Source records
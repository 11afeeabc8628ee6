// Canonical textual codecs for values crossing the host boundary

use base64::engine::general_purpose::STANDARD;
use base64::Engine as _;
use thiserror::Error;
use uuid::Uuid;

/// Marker error for identifier parsing through `FromStr`. The boundary
/// contract for malformed identifiers is "treat as absent", so boundary
/// code goes through [`decode_uuid`] instead of raising this.
#[derive(Debug, Clone, Copy, PartialEq, Eq, Error)]
#[error("not a canonical UUID")]
pub struct InvalidUuid;

/// Parse an identifier against the canonical hyphenated grammar,
/// case-insensitively. `None` means "field not provided"; malformed
/// identifiers never raise.
pub fn decode_uuid(text: &str) -> Option<Uuid> {
    // Uuid::parse_str also accepts unhyphenated, braced and urn forms;
    // the boundary grammar is the 36-character hyphenated one only.
    if text.len() != 36 {
        return None;
    }
    Uuid::parse_str(text).ok()
}

/// Render an identifier in canonical form: lowercase, hyphenated.
pub fn encode_uuid(uuid: &Uuid) -> String {
    uuid.hyphenated().to_string()
}

/// Encode bytes with the standard base64 alphabet, padded, no line wrap.
pub fn encode_base64(bytes: &[u8]) -> String {
    STANDARD.encode(bytes)
}

/// Decode standard-alphabet base64. `None` on malformed input. An empty
/// string is the valid encoding of the empty byte sequence.
pub fn decode_base64(text: &str) -> Option<Vec<u8>> {
    STANDARD.decode(text).ok()
}

#[cfg(test)]
mod tests {
    use super::*;
    use proptest::prelude::*;

    #[test]
    fn test_decode_uuid_requires_hyphenated_grammar() {
        assert!(decode_uuid("123e4567-e89b-12d3-a456-426614174000").is_some());
        assert!(decode_uuid("123e4567e89b12d3a456426614174000").is_none());
        assert!(decode_uuid("urn:uuid:123e4567-e89b-12d3-a456-426614174000").is_none());
        assert!(decode_uuid("{123e4567-e89b-12d3-a456-42661417400}").is_none());
        assert!(decode_uuid("").is_none());
    }

    #[test]
    fn test_encode_uuid_is_lowercase() {
        let uuid = decode_uuid("123E4567-E89B-12D3-A456-426614174000").unwrap();
        assert_eq!(encode_uuid(&uuid), "123e4567-e89b-12d3-a456-426614174000");
    }

    #[test]
    fn test_decode_base64_empty_string_is_empty_bytes() {
        assert_eq!(decode_base64(""), Some(Vec::new()));
    }

    #[test]
    fn test_decode_base64_rejects_malformed_input() {
        assert!(decode_base64("not base64!!").is_none());
        assert!(decode_base64("AA=").is_none());
    }

    proptest! {
        #[test]
        fn prop_base64_round_trips(bytes in proptest::collection::vec(any::<u8>(), 0..512)) {
            let text = encode_base64(&bytes);
            prop_assert_eq!(decode_base64(&text), Some(bytes));
        }

        #[test]
        fn prop_uuid_decode_accepts_any_case(raw in any::<u128>()) {
            let uuid = Uuid::from_u128(raw);
            let canonical = encode_uuid(&uuid);
            let upper = canonical.to_uppercase();
            prop_assert_eq!(decode_uuid(&upper), Some(uuid));
            // Re-encoding always lands back on the canonical form
            prop_assert_eq!(encode_uuid(&decode_uuid(&upper).unwrap()), canonical);
        }
    }
}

_Your objective_.
For the records above, state how many lines contain "unwrap". Add nothing to the number.

_Your response_.
2